- **Problem statement**:
Repeat exactly the lines from the start of the entries below through the line containing "Ok(v) if v == 1.0". Omit the rest.
:: Data extracts ::
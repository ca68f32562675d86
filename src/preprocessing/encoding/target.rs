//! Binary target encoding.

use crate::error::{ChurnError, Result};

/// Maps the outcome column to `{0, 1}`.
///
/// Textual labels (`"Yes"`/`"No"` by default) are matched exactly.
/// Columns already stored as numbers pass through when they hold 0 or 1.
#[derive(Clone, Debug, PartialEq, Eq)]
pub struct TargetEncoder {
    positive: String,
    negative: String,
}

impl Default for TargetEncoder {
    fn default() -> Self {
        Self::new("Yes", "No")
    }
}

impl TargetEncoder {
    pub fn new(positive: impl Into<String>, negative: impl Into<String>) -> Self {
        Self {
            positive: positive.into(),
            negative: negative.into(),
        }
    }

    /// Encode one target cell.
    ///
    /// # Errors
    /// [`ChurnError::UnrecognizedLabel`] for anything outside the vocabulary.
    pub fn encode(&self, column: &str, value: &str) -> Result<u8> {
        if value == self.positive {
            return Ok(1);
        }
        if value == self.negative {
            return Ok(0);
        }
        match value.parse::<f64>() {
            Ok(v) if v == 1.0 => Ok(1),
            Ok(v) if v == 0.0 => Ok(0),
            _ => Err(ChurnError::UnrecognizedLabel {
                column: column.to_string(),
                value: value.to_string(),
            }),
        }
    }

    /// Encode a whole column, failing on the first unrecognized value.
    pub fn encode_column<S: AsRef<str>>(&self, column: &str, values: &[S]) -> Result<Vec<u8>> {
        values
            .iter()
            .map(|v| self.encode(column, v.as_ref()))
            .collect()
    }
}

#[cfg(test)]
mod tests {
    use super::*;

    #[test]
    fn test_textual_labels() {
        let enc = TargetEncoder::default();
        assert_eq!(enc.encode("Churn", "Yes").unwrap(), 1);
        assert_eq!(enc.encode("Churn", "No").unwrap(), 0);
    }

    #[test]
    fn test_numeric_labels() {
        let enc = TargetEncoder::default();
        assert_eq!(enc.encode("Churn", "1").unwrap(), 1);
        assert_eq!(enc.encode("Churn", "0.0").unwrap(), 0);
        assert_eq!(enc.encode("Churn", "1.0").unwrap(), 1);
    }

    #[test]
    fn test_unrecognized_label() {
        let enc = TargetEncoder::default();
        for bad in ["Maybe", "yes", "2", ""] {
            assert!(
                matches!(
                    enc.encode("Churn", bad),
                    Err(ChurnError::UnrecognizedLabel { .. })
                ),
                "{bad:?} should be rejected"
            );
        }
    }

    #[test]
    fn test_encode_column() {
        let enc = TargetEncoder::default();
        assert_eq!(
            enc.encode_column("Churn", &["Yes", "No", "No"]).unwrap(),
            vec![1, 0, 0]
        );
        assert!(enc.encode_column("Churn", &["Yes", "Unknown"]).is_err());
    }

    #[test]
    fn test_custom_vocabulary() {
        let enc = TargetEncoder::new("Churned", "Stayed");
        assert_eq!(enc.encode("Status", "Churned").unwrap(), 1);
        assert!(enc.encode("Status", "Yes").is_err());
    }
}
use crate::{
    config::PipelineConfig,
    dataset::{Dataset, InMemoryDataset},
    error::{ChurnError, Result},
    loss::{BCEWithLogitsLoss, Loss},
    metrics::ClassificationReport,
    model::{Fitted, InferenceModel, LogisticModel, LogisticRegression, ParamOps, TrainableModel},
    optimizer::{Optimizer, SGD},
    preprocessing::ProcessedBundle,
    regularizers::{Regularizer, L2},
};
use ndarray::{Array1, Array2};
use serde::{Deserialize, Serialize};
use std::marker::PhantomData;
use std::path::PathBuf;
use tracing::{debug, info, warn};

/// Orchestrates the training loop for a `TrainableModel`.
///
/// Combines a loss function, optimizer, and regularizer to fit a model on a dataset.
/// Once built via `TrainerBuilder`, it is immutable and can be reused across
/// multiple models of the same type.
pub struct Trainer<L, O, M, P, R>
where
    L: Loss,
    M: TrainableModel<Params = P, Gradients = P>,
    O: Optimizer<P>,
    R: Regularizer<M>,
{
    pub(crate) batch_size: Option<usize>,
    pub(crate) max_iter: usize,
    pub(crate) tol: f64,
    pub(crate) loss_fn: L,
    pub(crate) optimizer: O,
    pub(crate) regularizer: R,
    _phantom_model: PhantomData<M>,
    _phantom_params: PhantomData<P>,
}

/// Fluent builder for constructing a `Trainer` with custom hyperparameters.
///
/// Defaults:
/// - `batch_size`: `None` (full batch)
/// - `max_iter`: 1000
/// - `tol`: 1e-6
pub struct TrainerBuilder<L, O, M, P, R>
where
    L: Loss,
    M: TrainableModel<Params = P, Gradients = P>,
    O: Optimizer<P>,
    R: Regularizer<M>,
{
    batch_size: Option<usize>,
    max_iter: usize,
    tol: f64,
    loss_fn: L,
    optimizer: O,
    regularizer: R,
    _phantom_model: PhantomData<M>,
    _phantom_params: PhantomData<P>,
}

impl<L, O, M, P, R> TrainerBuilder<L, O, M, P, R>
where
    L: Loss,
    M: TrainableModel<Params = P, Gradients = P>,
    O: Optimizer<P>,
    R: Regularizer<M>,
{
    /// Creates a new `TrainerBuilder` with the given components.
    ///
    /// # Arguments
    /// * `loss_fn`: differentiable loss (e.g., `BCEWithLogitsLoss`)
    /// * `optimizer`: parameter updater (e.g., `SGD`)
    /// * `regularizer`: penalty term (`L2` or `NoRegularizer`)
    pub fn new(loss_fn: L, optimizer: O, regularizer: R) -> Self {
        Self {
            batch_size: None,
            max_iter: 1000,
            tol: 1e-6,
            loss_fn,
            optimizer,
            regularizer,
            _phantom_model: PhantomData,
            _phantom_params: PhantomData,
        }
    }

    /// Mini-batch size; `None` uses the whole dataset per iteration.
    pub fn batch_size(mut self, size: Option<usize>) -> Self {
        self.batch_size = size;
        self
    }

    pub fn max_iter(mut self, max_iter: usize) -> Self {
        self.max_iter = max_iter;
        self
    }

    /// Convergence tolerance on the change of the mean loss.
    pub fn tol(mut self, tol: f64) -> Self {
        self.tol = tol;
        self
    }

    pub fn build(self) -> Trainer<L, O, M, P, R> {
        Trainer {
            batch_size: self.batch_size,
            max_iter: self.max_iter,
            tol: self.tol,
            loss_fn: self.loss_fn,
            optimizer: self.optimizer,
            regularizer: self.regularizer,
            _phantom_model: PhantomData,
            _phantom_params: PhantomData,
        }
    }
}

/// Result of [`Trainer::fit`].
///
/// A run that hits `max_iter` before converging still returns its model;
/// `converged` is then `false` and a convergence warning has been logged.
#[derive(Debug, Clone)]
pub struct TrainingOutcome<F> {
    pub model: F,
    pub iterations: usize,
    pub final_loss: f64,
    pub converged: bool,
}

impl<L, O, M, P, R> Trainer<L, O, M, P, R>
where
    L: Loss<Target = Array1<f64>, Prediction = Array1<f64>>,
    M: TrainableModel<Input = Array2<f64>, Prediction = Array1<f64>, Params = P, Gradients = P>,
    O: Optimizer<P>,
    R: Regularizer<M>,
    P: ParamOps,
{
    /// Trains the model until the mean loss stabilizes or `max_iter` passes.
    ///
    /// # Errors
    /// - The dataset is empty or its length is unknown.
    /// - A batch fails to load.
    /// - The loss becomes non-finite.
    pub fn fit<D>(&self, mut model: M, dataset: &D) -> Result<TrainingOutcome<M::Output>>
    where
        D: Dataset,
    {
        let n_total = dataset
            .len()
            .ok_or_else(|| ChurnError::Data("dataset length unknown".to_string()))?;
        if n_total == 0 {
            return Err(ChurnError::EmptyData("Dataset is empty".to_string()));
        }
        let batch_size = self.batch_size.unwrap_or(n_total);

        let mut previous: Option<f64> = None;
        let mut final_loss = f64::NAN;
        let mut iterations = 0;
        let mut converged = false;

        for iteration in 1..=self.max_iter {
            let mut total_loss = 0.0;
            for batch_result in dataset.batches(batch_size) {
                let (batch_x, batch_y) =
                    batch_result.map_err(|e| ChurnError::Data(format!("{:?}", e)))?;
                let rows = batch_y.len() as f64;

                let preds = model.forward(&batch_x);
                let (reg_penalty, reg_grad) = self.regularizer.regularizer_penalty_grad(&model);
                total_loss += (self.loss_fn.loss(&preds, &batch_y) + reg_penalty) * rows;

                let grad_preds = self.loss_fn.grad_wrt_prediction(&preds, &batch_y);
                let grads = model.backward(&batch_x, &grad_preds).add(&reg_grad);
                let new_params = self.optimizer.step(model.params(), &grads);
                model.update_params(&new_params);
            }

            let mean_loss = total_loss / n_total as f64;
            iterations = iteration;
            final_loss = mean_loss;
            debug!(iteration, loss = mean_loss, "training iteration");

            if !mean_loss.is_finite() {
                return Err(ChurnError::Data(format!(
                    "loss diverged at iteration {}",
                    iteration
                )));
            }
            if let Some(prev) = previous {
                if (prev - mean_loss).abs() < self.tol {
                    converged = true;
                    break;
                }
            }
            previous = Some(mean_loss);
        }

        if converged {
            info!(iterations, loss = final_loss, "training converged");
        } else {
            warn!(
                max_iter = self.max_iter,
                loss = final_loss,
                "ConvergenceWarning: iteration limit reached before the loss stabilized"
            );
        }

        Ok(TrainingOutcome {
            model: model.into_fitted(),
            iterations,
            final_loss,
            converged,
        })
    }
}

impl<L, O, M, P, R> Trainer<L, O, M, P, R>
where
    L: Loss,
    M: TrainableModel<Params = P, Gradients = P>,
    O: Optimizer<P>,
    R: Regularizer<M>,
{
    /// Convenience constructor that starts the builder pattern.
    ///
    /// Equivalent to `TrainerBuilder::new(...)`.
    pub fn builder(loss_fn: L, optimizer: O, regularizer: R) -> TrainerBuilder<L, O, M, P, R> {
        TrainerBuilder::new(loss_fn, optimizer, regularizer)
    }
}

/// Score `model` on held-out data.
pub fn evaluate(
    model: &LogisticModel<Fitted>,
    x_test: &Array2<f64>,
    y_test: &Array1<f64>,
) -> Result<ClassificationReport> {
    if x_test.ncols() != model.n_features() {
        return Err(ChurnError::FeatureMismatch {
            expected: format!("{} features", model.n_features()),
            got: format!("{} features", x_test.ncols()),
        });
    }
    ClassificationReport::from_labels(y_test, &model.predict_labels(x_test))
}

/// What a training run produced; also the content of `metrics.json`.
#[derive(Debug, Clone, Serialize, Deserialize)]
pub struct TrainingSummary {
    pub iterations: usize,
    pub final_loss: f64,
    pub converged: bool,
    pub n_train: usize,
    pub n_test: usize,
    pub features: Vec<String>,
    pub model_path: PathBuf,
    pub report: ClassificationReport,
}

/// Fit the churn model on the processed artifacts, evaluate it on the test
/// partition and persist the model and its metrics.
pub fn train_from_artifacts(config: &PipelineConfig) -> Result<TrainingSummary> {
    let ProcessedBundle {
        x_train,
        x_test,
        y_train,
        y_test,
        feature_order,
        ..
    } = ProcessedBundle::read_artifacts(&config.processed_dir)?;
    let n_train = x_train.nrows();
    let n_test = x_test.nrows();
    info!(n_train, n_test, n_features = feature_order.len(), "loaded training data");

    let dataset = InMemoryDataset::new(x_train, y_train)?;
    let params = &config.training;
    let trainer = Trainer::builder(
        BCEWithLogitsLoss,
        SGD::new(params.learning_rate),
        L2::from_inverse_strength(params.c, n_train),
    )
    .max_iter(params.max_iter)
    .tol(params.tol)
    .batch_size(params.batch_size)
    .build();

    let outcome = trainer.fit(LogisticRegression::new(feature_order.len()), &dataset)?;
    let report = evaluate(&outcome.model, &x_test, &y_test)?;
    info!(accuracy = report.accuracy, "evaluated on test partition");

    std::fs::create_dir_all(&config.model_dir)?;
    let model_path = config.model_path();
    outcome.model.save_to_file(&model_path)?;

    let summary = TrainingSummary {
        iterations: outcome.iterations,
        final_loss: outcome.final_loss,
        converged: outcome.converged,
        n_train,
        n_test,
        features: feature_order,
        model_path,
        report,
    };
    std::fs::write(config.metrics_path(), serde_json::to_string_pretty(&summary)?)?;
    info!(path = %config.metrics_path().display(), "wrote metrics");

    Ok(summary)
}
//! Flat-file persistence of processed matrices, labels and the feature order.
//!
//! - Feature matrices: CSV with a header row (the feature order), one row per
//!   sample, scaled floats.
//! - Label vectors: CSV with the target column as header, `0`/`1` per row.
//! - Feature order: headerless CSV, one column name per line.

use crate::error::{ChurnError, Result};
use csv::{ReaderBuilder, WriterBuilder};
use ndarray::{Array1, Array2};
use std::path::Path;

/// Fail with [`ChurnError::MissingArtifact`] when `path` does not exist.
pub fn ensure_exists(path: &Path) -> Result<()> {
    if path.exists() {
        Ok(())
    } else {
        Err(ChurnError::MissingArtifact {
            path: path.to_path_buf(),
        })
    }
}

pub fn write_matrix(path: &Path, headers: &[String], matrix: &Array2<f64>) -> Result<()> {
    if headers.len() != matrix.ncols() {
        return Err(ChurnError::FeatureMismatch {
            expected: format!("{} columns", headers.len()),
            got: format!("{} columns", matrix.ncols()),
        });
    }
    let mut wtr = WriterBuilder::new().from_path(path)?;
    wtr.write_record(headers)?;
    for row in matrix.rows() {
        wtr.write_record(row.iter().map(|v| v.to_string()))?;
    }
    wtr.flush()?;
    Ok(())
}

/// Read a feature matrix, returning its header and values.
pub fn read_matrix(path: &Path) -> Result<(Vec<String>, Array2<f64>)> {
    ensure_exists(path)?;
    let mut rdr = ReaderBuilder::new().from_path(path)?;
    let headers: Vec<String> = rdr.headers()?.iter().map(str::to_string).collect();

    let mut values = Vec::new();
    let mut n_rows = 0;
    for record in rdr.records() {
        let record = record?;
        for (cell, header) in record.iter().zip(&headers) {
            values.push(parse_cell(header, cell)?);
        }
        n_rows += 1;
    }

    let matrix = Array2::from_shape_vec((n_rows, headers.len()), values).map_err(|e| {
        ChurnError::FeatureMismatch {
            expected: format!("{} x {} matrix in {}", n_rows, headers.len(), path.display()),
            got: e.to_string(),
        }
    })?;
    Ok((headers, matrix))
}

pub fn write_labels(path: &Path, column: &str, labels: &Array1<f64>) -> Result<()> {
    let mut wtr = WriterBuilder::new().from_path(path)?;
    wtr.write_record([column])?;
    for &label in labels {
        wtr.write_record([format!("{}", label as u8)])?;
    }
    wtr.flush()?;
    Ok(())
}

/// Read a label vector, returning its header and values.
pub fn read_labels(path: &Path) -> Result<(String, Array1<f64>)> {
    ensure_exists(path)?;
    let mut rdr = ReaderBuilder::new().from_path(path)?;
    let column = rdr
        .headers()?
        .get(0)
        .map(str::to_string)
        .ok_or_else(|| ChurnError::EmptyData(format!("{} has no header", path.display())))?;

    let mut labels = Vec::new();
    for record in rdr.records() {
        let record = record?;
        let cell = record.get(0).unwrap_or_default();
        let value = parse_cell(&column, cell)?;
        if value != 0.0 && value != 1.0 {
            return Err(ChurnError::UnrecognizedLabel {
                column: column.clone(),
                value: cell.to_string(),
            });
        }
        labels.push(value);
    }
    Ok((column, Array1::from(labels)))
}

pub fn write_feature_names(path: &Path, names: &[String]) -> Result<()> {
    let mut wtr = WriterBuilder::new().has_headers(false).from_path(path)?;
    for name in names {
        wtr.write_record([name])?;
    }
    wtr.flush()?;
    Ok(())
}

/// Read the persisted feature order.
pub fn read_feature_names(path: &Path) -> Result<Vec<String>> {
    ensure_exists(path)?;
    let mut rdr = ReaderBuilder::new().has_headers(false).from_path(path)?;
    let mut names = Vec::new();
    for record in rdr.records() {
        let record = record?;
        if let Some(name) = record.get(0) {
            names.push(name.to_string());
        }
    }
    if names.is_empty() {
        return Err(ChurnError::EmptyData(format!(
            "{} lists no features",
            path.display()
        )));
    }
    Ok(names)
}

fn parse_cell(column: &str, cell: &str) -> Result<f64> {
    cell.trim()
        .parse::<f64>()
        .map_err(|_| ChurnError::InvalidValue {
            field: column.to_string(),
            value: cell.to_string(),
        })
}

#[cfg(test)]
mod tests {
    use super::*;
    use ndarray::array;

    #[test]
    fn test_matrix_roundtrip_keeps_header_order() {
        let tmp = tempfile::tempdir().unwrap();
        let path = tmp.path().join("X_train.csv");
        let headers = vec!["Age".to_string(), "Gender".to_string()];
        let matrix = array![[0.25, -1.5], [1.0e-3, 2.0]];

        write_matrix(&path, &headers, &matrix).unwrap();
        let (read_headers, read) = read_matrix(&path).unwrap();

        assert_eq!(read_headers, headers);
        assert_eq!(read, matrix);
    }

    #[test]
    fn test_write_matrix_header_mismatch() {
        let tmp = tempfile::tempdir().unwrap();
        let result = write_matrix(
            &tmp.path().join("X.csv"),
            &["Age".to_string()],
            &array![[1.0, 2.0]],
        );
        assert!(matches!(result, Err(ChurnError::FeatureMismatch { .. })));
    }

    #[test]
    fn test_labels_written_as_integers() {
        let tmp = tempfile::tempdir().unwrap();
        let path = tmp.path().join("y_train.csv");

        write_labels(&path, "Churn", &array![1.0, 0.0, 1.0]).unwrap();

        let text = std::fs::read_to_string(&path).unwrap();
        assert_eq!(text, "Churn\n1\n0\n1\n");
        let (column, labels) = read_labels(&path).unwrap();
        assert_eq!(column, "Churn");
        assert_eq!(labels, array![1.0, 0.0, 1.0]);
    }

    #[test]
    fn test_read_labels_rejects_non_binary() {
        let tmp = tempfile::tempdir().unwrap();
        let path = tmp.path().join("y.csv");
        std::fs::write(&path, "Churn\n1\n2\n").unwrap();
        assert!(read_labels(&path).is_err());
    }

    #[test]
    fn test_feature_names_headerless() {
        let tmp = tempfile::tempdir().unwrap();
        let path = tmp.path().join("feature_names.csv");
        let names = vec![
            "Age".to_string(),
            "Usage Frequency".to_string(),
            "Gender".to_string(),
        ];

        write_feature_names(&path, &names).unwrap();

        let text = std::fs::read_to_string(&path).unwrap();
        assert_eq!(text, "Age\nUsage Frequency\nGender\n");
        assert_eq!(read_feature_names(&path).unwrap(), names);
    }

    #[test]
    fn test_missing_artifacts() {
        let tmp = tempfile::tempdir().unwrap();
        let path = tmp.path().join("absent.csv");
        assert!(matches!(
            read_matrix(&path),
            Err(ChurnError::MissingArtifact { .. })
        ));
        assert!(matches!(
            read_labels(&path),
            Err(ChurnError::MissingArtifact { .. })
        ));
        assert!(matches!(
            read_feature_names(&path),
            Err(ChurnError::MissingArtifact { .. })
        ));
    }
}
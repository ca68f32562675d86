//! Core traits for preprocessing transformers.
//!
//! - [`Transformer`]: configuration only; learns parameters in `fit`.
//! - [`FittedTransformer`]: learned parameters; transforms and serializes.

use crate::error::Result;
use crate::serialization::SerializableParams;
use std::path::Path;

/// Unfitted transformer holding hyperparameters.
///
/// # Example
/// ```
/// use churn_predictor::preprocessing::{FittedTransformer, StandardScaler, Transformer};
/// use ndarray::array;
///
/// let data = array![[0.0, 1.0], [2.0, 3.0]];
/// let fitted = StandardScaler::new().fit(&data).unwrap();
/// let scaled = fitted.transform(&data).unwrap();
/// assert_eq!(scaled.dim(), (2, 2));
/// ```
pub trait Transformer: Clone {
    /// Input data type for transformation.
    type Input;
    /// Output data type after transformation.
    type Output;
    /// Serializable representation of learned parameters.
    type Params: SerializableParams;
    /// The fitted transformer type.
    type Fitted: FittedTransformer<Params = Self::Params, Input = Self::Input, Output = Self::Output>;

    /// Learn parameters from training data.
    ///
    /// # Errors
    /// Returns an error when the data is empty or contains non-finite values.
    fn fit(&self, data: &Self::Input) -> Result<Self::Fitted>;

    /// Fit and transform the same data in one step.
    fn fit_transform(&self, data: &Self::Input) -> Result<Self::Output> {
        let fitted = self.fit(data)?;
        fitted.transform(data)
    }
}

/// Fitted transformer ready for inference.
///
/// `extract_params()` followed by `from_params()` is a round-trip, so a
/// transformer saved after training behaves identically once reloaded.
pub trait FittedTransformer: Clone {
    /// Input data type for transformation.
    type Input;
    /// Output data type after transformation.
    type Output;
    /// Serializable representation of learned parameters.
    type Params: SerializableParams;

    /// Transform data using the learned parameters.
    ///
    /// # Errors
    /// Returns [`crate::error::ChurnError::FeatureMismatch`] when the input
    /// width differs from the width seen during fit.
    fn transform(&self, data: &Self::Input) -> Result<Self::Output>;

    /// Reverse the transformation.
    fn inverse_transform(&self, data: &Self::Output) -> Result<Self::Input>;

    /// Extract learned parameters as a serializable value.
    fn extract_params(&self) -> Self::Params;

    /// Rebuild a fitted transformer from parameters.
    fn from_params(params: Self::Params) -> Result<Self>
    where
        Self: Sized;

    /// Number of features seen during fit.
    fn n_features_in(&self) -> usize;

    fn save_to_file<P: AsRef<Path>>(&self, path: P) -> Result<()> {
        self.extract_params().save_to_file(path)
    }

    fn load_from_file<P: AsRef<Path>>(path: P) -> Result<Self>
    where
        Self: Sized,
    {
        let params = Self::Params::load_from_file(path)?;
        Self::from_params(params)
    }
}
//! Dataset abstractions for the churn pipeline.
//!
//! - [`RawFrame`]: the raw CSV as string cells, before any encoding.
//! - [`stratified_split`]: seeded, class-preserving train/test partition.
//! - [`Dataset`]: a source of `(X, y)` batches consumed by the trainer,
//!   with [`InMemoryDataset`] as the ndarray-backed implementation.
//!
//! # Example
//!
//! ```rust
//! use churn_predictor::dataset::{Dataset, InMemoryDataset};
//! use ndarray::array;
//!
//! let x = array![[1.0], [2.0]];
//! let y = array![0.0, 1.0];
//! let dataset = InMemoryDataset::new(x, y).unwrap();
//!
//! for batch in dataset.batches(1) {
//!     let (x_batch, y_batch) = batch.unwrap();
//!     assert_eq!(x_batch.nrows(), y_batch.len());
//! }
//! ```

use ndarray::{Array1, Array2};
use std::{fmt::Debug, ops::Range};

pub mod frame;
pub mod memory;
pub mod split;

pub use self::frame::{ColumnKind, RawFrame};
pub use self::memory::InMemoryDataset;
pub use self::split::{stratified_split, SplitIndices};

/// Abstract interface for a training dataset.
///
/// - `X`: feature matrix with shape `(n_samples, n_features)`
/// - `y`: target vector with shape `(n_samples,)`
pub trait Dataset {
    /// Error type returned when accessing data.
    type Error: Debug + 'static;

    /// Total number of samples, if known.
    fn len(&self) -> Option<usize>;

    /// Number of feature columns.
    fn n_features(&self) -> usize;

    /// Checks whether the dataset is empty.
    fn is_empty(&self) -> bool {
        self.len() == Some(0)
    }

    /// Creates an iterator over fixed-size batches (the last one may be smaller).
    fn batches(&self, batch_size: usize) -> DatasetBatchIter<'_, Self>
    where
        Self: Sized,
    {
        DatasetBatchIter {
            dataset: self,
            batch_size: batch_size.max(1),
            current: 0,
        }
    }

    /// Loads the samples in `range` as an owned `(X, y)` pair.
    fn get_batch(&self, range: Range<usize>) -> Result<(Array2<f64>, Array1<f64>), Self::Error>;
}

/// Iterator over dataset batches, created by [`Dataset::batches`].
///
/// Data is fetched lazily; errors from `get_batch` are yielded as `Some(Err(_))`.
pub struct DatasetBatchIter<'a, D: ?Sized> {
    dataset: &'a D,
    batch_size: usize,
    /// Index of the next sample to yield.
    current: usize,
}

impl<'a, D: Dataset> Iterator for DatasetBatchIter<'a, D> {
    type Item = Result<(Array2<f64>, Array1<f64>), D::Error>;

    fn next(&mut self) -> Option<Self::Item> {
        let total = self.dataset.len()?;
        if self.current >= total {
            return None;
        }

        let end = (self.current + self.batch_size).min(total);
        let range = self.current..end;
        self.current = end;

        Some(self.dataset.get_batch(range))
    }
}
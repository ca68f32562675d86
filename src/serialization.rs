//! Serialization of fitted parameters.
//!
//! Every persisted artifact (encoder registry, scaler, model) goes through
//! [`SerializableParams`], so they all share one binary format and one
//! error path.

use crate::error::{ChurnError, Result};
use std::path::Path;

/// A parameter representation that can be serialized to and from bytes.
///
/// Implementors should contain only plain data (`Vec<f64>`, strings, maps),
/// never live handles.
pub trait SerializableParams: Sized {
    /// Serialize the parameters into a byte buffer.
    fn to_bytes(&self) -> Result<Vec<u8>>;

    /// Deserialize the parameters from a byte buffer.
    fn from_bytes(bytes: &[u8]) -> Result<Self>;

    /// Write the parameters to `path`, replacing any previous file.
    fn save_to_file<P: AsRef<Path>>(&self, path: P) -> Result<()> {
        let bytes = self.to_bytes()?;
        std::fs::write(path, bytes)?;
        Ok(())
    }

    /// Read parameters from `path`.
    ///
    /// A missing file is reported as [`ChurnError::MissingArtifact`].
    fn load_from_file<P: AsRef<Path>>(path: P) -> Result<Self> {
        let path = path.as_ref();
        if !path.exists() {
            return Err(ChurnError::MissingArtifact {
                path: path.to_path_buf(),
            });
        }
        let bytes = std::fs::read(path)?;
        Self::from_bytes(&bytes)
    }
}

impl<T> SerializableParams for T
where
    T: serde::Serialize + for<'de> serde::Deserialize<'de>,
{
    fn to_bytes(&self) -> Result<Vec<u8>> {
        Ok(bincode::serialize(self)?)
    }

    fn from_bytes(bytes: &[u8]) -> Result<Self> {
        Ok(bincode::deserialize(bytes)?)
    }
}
:::
- **Exercise response**:
repository ca68f32562675d86
filename src/preprocessing/encoding/target.rs
//! Binary target encoding.

use crate::error::{ChurnError, Result};

/// Maps the outcome column to `{0, 1}`.
///
/// Textual labels (`"Yes"`/`"No"` by default) are matched exactly.
/// Columns already stored as numbers pass through when they hold 0 or 1.
#[derive(Clone, Debug, PartialEq, Eq)]
pub struct TargetEncoder {
    positive: String,
    negative: String,
}

impl Default for TargetEncoder {
    fn default() -> Self {
        Self::new("Yes", "No")
    }
}

impl TargetEncoder {
    pub fn new(positive: impl Into<String>, negative: impl Into<String>) -> Self {
        Self {
            positive: positive.into(),
            negative: negative.into(),
        }
    }

    /// Encode one target cell.
    ///
    /// # Errors
    /// [`ChurnError::UnrecognizedLabel`] for anything outside the vocabulary.
    pub fn encode(&self, column: &str, value: &str) -> Result<u8> {
        if value == self.positive {
            return Ok(1);
        }
        if value == self.negative {
            return Ok(0);
        }
        match value.parse::<f64>() {
            Ok(v) if v == 1.0 => Ok(1),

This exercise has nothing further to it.